WASHINGTON — A federal judge on Saturday dismissed a lawsuit filed by President Donald Trump's campaign in Pennsylvania, saying it contained "strained legal argument without merit."
U.S. District Court Judge Matthew Brann turned down the request for an injunction, dealing another blow to Trump's hopes of invalidating the election's results.
In his 37-page ruling, Brann said the Trump campaign asked him to “disenfranchise almost seven million voters” and said he could not find any case in which a plaintiff “has sought such a drastic remedy in the contest of an election.”
With such a request, the judge said, one might expect compelling legal argument “and factual proof of rampant corruption.” Instead, Brann added, “this court has been presented with strained legal arguments without merit and speculative accusations.”
“In the United States of America, this cannot justify the disenfranchisement of a single voter, let alone all the voters of its sixth most populated state," Brann wrote in his opinion.
The lawsuit claimed that some counties allowed mail-in voters to cure problems with the ballots by casting a provisional ballots, but some counties did not, which violated the Constitution’s guarantee of equal protection.
But even if that were the basis for seeking some kind of order, Brann said, the remedy sought by the Trump campaign goes too far.

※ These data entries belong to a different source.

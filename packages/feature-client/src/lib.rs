//! Client-side transaction buffering and atomic commit for remote
//! feature services.
//!
//! Buffers Insert/Update/Delete actions per feature type, resolves
//! temporary-identifier dependencies locally before anything goes on the
//! wire, commits all pending actions in one request, and maps the
//! service-assigned permanent identifiers back onto the client's
//! temporary ones.

pub mod action;
pub mod buffer;
pub mod config;
pub mod error;
pub mod fid_map;
pub mod http;
pub mod reorder;
pub mod transaction;
pub mod transport;

pub use action::Action;
pub use buffer::{is_temporary_id, TransactionBuffer};
pub use config::TransportConfig;
pub use error::{ClientError, Result};
pub use fid_map::{FidMap, FidStore};
pub use http::HttpTransport;
pub use reorder::combine_actions;
pub use transaction::FeatureTransaction;
pub use transport::{
    ActionGroup, TransactionRequest, TransactionResult, TransactionStatus, TransactionTransport,
};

“Rather than requesting that their votes be counted, they seek to discredit scores of other votes, but only for one race," the judge wrote. "This is simply not how the Constitution works.”
The Trump campaign said in a statement that it would be "seeking an expedited appeal to the Third Circuit."

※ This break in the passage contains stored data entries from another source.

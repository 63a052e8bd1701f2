//! Transport configuration.

/// Configuration for the HTTP transport.
#[derive(Debug, Clone)]
pub struct TransportConfig {
    /// Transaction endpoint advertised by the service. `None` means the
    /// service is read-only and commits fail with an
    /// unsupported-endpoint error.
    pub transaction_url: Option<String>,
    /// Request timeout in milliseconds
    pub request_timeout_ms: u64,
}

impl Default for TransportConfig {
    fn default() -> Self {
        Self {
            transaction_url: None,
            request_timeout_ms: 10000, // 10 seconds default
        }
    }
}

impl TransportConfig {
    /// Configuration for a service advertising the given endpoint.
    pub fn with_endpoint(url: impl Into<String>) -> Self {
        Self {
            transaction_url: Some(url.into()),
            ..Self::default()
        }
    }
}
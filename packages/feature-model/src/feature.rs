//! Feature records with named attributes.

use serde::{Deserialize, Serialize};
use std::collections::BTreeMap;

use crate::value::Value;

/// A single feature record.
///
/// A feature belongs to exactly one feature type and carries an
/// identifier plus a set of named attributes. Until the feature has been
/// committed to the remote service the identifier is a client-assigned
/// temporary one; afterwards the service-assigned identifier applies.
#[derive(Debug, Clone, PartialEq, Serialize, Deserialize)]
pub struct Feature {
    id: String,
    type_name: String,
    /// Ordered so the serialized document is deterministic.
    attributes: BTreeMap<String, Value>,
}

impl Feature {
    /// Creates a feature with no attributes.
    pub fn new(type_name: impl Into<String>, id: impl Into<String>) -> Self {
        Self {
            id: id.into(),
            type_name: type_name.into(),
            attributes: BTreeMap::new(),
        }
    }

    /// Returns the feature identifier.
    pub fn id(&self) -> &str {
        &self.id
    }

    /// Returns the feature type this record belongs to.
    pub fn type_name(&self) -> &str {
        &self.type_name
    }

    /// Returns the attribute value, if set.
    pub fn attribute(&self, name: &str) -> Option<&Value> {
        self.attributes.get(name)
    }

    /// Returns all attributes in name order.
    pub fn attributes(&self) -> &BTreeMap<String, Value> {
        &self.attributes
    }

    /// Sets an attribute, replacing any previous value.
    pub fn set_attribute(&mut self, name: impl Into<String>, value: Value) {
        self.attributes.insert(name.into(), value);
    }

    /// Builder-style variant of [`set_attribute`](Self::set_attribute).
    pub fn with_attribute(mut self, name: impl Into<String>, value: Value) -> Self {
        self.set_attribute(name, value);
        self
    }
}
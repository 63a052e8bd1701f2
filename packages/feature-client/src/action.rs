//! Buffered write operations.

use serde::{Deserialize, Serialize};
use std::collections::BTreeMap;

use feature_model::{Feature, Filter, Value};

/// A single pending write awaiting commit.
///
/// Actions are value objects; the buffer owns them exclusively until they
/// are committed or discarded.
#[derive(Debug, Clone, PartialEq, Serialize, Deserialize)]
#[serde(tag = "op", rename_all = "snake_case")]
pub enum Action {
    /// Insert a new feature. Its identifier is a client-assigned
    /// temporary one until the commit succeeds.
    Insert { feature: Feature },
    /// Set attribute values on the features selected by the filter.
    Update {
        type_name: String,
        filter: Filter,
        updates: BTreeMap<String, Value>,
    },
    /// Delete the features selected by the filter.
    Delete { type_name: String, filter: Filter },
}

impl Action {
    pub fn insert(feature: Feature) -> Self {
        Action::Insert { feature }
    }

    pub fn update(
        type_name: impl Into<String>,
        filter: Filter,
        updates: BTreeMap<String, Value>,
    ) -> Self {
        Action::Update {
            type_name: type_name.into(),
            filter,
            updates,
        }
    }

    pub fn delete(type_name: impl Into<String>, filter: Filter) -> Self {
        Action::Delete {
            type_name: type_name.into(),
            filter,
        }
    }

    /// Returns the feature type this action targets.
    pub fn type_name(&self) -> &str {
        match self {
            Action::Insert { feature } => feature.type_name(),
            Action::Update { type_name, .. } => type_name,
            Action::Delete { type_name, .. } => type_name,
        }
    }

    /// Returns the selection filter, if this action carries one.
    pub fn filter(&self) -> Option<&Filter> {
        match self {
            Action::Insert { .. } => None,
            Action::Update { filter, .. } => Some(filter),
            Action::Delete { filter, .. } => Some(filter),
        }
    }

    /// Returns whether this is an insert.
    pub fn is_insert(&self) -> bool {
        matches!(self, Action::Insert { .. })
    }
}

"We are disappointed we did not at least get the opportunity to present our evidence at a hearing," the campaign said.
Pennsylvania Sen. Pat Toomey, a Republican who announced earlier this year that he will not run for reelection in 2022, said the ruling by a "longtime conservative Republican" judge, plus other recent legal setbacks for the Trump campaign, marked the beginning of a new administration.
“President Trump has exhausted all plausible legal options to challenge the result of the presidential race in Pennsylvania," Toomey said in a statement. "To ensure that he is remembered for these outstanding accomplishments, President Trump should accept the outcome of the election and facilitate the presidential transition process."

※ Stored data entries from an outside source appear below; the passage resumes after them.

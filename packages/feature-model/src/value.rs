//! Scalar value representation for feature attributes.

use serde::{Deserialize, Serialize};
use std::fmt;

/// Value held by a feature attribute.
///
/// This enum can hold any value that corresponds to a [`ValueType`]
/// variant. Untagged serde representation keeps the wire document plain
/// JSON: booleans, integers, floats and strings map directly.
#[derive(Debug, Clone, PartialEq, Serialize, Deserialize)]
#[serde(untagged)]
pub enum Value {
    /// Boolean value
    Bool(bool),
    /// 64-bit signed integer
    I64(i64),
    /// 64-bit floating point number
    F64(f64),
    /// UTF-8 string
    String(String),
}

impl Value {
    /// Returns the type of this value.
    pub fn ty(&self) -> ValueType {
        match self {
            Value::Bool(_) => ValueType::Bool,
            Value::I64(_) => ValueType::I64,
            Value::F64(_) => ValueType::F64,
            Value::String(_) => ValueType::String,
        }
    }
}

impl fmt::Display for Value {
    fn fmt(&self, f: &mut fmt::Formatter<'_>) -> fmt::Result {
        match self {
            Value::Bool(v) => write!(f, "{}", v),
            Value::I64(v) => write!(f, "{}", v),
            Value::F64(v) => write!(f, "{}", v),
            Value::String(v) => write!(f, "{}", v),
        }
    }
}

impl From<bool> for Value {
    fn from(v: bool) -> Self {
        Value::Bool(v)
    }
}

impl From<i64> for Value {
    fn from(v: i64) -> Self {
        Value::I64(v)
    }
}

impl From<f64> for Value {
    fn from(v: f64) -> Self {
        Value::F64(v)
    }
}

impl From<&str> for Value {
    fn from(v: &str) -> Self {
        Value::String(v.to_string())
    }
}

impl From<String> for Value {
    fn from(v: String) -> Self {
        Value::String(v)
    }
}

/// Attribute types supported by feature schemas.
#[derive(Debug, Clone, Copy, PartialEq, Eq, Hash, Serialize, Deserialize)]
#[serde(rename_all = "snake_case")]
pub enum ValueType {
    /// Boolean value
    Bool,
    /// 64-bit signed integer
    I64,
    /// 64-bit floating point number
    F64,
    /// UTF-8 string
    String,
}

impl fmt::Display for ValueType {
    fn fmt(&self, f: &mut fmt::Formatter<'_>) -> fmt::Result {
        match self {
            ValueType::Bool => write!(f, "bool"),
            ValueType::I64 => write!(f, "i64"),
            ValueType::F64 => write!(f, "f64"),
            ValueType::String => write!(f, "string"),
        }
    }
}

#[cfg(test)]
mod tests {
    use super::*;

    #[test]
    fn value_reports_its_type() {
        assert_eq!(Value::from(true).ty(), ValueType::Bool);
        assert_eq!(Value::from(7i64).ty(), ValueType::I64);
        assert_eq!(Value::from(1.5f64).ty(), ValueType::F64);
        assert_eq!(Value::from("x").ty(), ValueType::String);
    }

    #[test]
    fn untagged_json_roundtrip() {
        let v = Value::from("main street");
        let json = serde_json::to_string(&v).unwrap();
        assert_eq!(json, "\"main street\"");
        let back: Value = serde_json::from_str(&json).unwrap();
        assert_eq!(back, v);

        let n: Value = serde_json::from_str("42").unwrap();
        assert_eq!(n, Value::I64(42));
    }
}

Since Election Day, the Trump campaign has sued the boards of elections in Philadelphia, Allegheny, Chester, Delaware, Montgomery, Northampton and Centre counties. The Pennsylvania Supreme Court threw out the lawsuit in Philadelphia on Tuesday, ruling that officials did not violate state law by maintaining at least 15 feet of separation between observers and the workers counting ballots.
“The court saw through the attempts by President Trump and his enablers in Washington and Harrisburg to interfere with democracy,” said Reggie Shuford, executive director of the American Civil Liberties Union of Pennsylvania, in an emailed statement. “The people of Pennsylvania have had their say, and it is time to put this election behind us.”
Terrie Griffin, co-president of the League of Women Voters of Pennsylvania, said Saturday's ruling shows that it's "time to move past the desperate accusations, stop the perpetuation of false claims, and accept the choices of Pennsylvania voters.”
“Pennsylvania voters have spoken in greater numbers than ever before, and today’s decision confirms the sanctity of the vote,” she said in a statement.
Pennsylvania Attorney General Josh Shapiro, a Democrat, tweeted shortly after Brann's ruling, saying “Another one bites the dust.”